Prompt ▸
Search for the word "threads" in the entries. Each line that holds it should be copied.

Data for review ▸
//! Lazy OS-thread pool that runs worker systems.
//!
//! One thread is spawned per `(module_path, thread_index)` the first time
//! it is needed and then kept alive across ticks. The first dispatch to a
//! given thread sends an `Init` message carrying the shared world state;
//! every later dispatch sends only an `Execute` message naming the
//! function to run. Dispatch is split into `dispatch` (send, don't wait)
//! and `join` (wait, with a timeout) so that `World::execute` can fan a
//! whole tick's worth of worker systems out before blocking on any of
//! them (ยง4.8, ยง5).

use std::collections::HashMap;
use std::sync::Arc;
use std::thread::JoinHandle;
use std::time::Duration;

use crossbeam_channel::{bounded, Receiver, Sender};

use crate::system::WorkerSystem;
use crate::world::{Context, WorldShared};
use crate::query::ReaderId;
use crate::EcsError;

const INIT_TIMEOUT: Duration = Duration::from_secs(5);
const EXECUTE_TIMEOUT: Duration = Duration::from_secs(30);

enum WorkerMessage<R> {
    Init {
        shared: Arc<WorldShared<R>>,
        thread_index: usize,
    },
    Execute {
        func: fn(&mut Context<R>),
        tick: u64,
        reader_id: u32,
        thread_index: usize,
    },
    Shutdown,
}

enum WorkerReply {
    Ack,
    Err(String),
}

struct WorkerHandle<R> {
    to_worker: Sender<WorkerMessage<R>>,
    from_worker: Receiver<WorkerReply>,
    join: Option<JoinHandle<()>>,
    initialized: bool,
}

fn spawn_worker<R: Send + Sync + 'static>() -> WorkerHandle<R> {
    let (to_worker, rx) = bounded::<WorkerMessage<R>>(4);
    let (reply_tx, from_worker) = bounded::<WorkerReply>(4);

    let join = std::thread::spawn(move || {
        let mut shared: Option<Arc<WorldShared<R>>> = None;
        let mut thread_index = 0usize;
        while let Ok(message) = rx.recv() {
            match message {
                WorkerMessage::Init {
                    shared: init_shared,
                    thread_index: idx,
                } => {
                    shared = Some(init_shared);
                    thread_index = idx;
                    let _ = reply_tx.send(WorkerReply::Ack);
                }
                WorkerMessage::Execute {
                    func,
                    tick,
                    reader_id,
                    thread_index: idx,
                } => {
                    thread_index = idx;
                    let Some(shared) = shared.clone() else {
                        let _ = reply_tx.send(WorkerReply::Err(
                            "worker received Execute before Init".to_owned(),
                        ));
                        continue;
                    };
                    let mut context = Context::for_worker(shared, ReaderId(reader_id), thread_index, tick);
                    let outcome = std::panic::catch_unwind(std::panic::AssertUnwindSafe(|| func(&mut context)));
                    match outcome {
                        Ok(()) => {
                            let _ = reply_tx.send(WorkerReply::Ack);
                        }
                        Err(payload) => {
                            let message = payload
                                .downcast_ref::<&str>()
                                .map(|s| s.to_string())
                                .or_else(|| payload.downcast_ref::<String>().cloned())
                                .unwrap_or_else(|| "worker system panicked".to_owned());
                            let _ = reply_tx.send(WorkerReply::Err(message));
                        }
                    }
                }
                WorkerMessage::Shutdown => break,
            }
        }
    });

    WorkerHandle {
        to_worker,
        from_worker,
        join: Some(join),
        initialized: false,
    }
}

/// A dispatched-but-not-yet-joined worker execution.
pub struct PendingWorker {
    module_path: String,
    thread_index: usize,
    from_worker: Receiver<WorkerReply>,
}

/// Owns the lazily created worker-thread pool, keyed by `(module_path,
/// thread_index)`.
pub struct WorkerManager<R: Send + Sync + 'static> {
    max_workers: usize,
    pools: HashMap<String, Vec<WorkerHandle<R>>>,
}

impl<R: Send + Sync + 'static> WorkerManager<R> {
    pub fn new(max_workers: usize) -> Self {
        Self {
            max_workers: max_workers.max(1),
            pools: HashMap::new(),
        }
    }

    fn total_spawned(&self) -> usize {
        self.pools.values().map(|v| v.len()).sum()
    }

    fn ensure_worker(&mut self, module_path: &str, thread_index: usize, shared: &Arc<WorldShared<R>>) -> Result<(), EcsError> {
        let slots = self.pools.entry(module_path.to_owned()).or_default();
        while slots.len() <= thread_index {
            if self.max_workers != usize::MAX && self.total_spawned() >= self.max_workers {
                break;
            }
            slots.push(spawn_worker());
        }
        let slots = self.pools.get_mut(module_path).expect("just inserted");
        let handle = slots.get_mut(thread_index).ok_or_else(|| EcsError::WorkerInitTimeout {
            module: module_path.to_owned(),
        })?;
        if handle.initialized {
            return Ok(());
        }
        if handle
            .to_worker
            .send(WorkerMessage::Init {
                shared: Arc::clone(shared),
                thread_index,
            })
            .is_err()
        {
            return Err(EcsError::WorkerInitTimeout {
                module: module_path.to_owned(),
            });
        }
        match handle.from_worker.recv_timeout(INIT_TIMEOUT) {
            Ok(WorkerReply::Ack) => {
                handle.initialized = true;
                Ok(())
            }
            Ok(WorkerReply::Err(message)) => Err(EcsError::WorkerError { message }),
            Err(_) => {
                self.terminate(module_path, thread_index);
                Err(EcsError::WorkerInitTimeout {
                    module: module_path.to_owned(),
                })
            }
        }
    }

    /// Remove a worker from the live pool without joining its thread: a
    /// timed-out worker may be stuck, and std has no way to preempt it.
    fn terminate(&mut self, module_path: &str, thread_index: usize) {
        if let Some(slots) = self.pools.get_mut(module_path) {
            if thread_index < slots.len() {
                let _ = slots[thread_index].to_worker.send(WorkerMessage::Shutdown);
                slots.remove(thread_index);
            }
        }
    }

    /// Send `Init` (if needed) and `Execute` to every thread this system
    /// wants, without waiting for completion. `reader_base` is the first
    /// of `system.threads` consecutive reader ids handed out, one per
    /// thread.
    pub fn dispatch(
        &mut self,
        system: &WorkerSystem<R>,
        shared: &Arc<WorldShared<R>>,
        tick: u64,
        reader_base: u32,
    ) -> Result<Vec<PendingWorker>, EcsError> {
        let mut pending = Vec::with_capacity(system.threads);
        for thread_index in 0..system.threads {
            self.ensure_worker(&system.module_path, thread_index, shared)?;
            let slots = self.pools.get(&system.module_path).expect("ensured above");
            let handle = &slots[thread_index];
            if handle
                .to_worker
                .send(WorkerMessage::Execute {
                    func: system.func,
                    tick,
                    reader_id: reader_base + thread_index as u32,
                    thread_index,
                })
                .is_err()
            {
                return Err(EcsError::WorkerExecuteTimeout {
                    module: system.module_path.clone(),
                });
            }
            pending.push(PendingWorker {
                module_path: system.module_path.clone(),
                thread_index,
                from_worker: handle.from_worker.clone(),
            });
        }
        Ok(pending)
    }

    /// Wait for every dispatched execution to acknowledge, with a 30s
    /// timeout per worker. The first failure (timeout or worker error) is
    /// returned; other pending workers are still drained so their threads
    /// are not left holding a stale reply.
    pub fn join(&mut self, pending: Vec<PendingWorker>) -> Result<(), EcsError> {
        let mut first_error = None;
        for p in pending {
            match p.from_worker.recv_timeout(EXECUTE_TIMEOUT) {
                Ok(WorkerReply::Ack) => {}
                Ok(WorkerReply::Err(message)) => {
                    first_error.get_or_insert(EcsError::WorkerError { message });
                }
                Err(_) => {
                    self.terminate(&p.module_path, p.thread_index);
                    first_error.get_or_insert(EcsError::WorkerExecuteTimeout {
                        module: p.module_path,
                    });
                }
            }
        }
        match first_error {
            Some(err) => Err(err),
            None => Ok(()),
        }
    }

    /// Terminate every worker. Other workers stay usable until their own
    /// `dispose` call; this only tears down this manager's pool.
    pub fn dispose(&mut self) {
        for slots in self.pools.values_mut() {
            for handle in slots.drain(..) {
                let _ = handle.to_worker.send(WorkerMessage::Shutdown);
                if let Some(join) = handle.join {
                    let _ = join.join();
                }
            }
        }
        self.pools.clear();
    }
}

impl<R: Send + Sync + 'static> Drop for WorkerManager<R> {
    fn drop(&mut self) {
        self.dispose();
    }
}

#[cfg(test)]
mod tests {
    use super::*;
    use crate::component::ComponentDef;
    use crate::world::WorldOptions;
    use std::sync::atomic::{AtomicU32, Ordering};

    fn test_shared() -> Arc<WorldShared<()>> {
        let defs: Vec<ComponentDef> = Vec::new();
        let world = crate::world::World::new(defs, WorldOptions::default()).unwrap();
        world.shared_handle()
    }

    static CALLS: AtomicU32 = AtomicU32::new(0);

    fn bump(_ctx: &mut Context<()>) {
        CALLS.fetch_add(1, Ordering::SeqCst);
    }

    fn panics(_ctx: &mut Context<()>) {
        panic!("boom");
    }

    #[test]
    fn dispatch_then_join_runs_function_on_every_thread() {
        CALLS.store(0, Ordering::SeqCst);
        let shared = test_shared();
        let mut manager: WorkerManager<()> = WorkerManager::new(4);
        let system = WorkerSystem {
            module_path: "bump_module".to_owned(),
            threads: 3,
            priority: crate::system::Priority::Normal,
            func: bump,
        };
        let pending = manager.dispatch(&system, &shared, 1, 0).unwrap();
        manager.join(pending).unwrap();
        assert_eq!(CALLS.load(Ordering::SeqCst), 3);
    }

    #[test]
    fn worker_panic_surfaces_as_worker_error() {
        let shared = test_shared();
        let mut manager: WorkerManager<()> = WorkerManager::new(2);
        let system = WorkerSystem {
            module_path: "panic_module".to_owned(),
            threads: 1,
            priority: crate::system::Priority::Normal,
            func: panics,
        };
        let pending = manager.dispatch(&system, &shared, 1, 0).unwrap();
        let result = manager.join(pending);
        assert!(matches!(result, Err(EcsError::WorkerError { .. })));
    }

    #[test]
    fn reused_worker_skips_reinit() {
        CALLS.store(0, Ordering::SeqCst);
        let shared = test_shared();
        let mut manager: WorkerManager<()> = WorkerManager::new(2);
        let system = WorkerSystem {
            module_path: "reuse_module".to_owned(),
            threads: 1,
            priority: crate::system::Priority::Normal,
            func: bump,
        };
        for tick in 1..=3u64 {
            let pending = manager.dispatch(&system, &shared, tick, 0).unwrap();
            manager.join(pending).unwrap();
        }
        assert_eq!(CALLS.load(Ordering::SeqCst), 3);
    }
}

Response below ▸
    /// of `system.threads` consecutive reader ids handed out, one per
        let mut pending = Vec::with_capacity(system.threads);
        for thread_index in 0..system.threads {
    /// returned; other pending workers are still drained so their threads
            threads: 3,
            threads: 1,
            threads: 1,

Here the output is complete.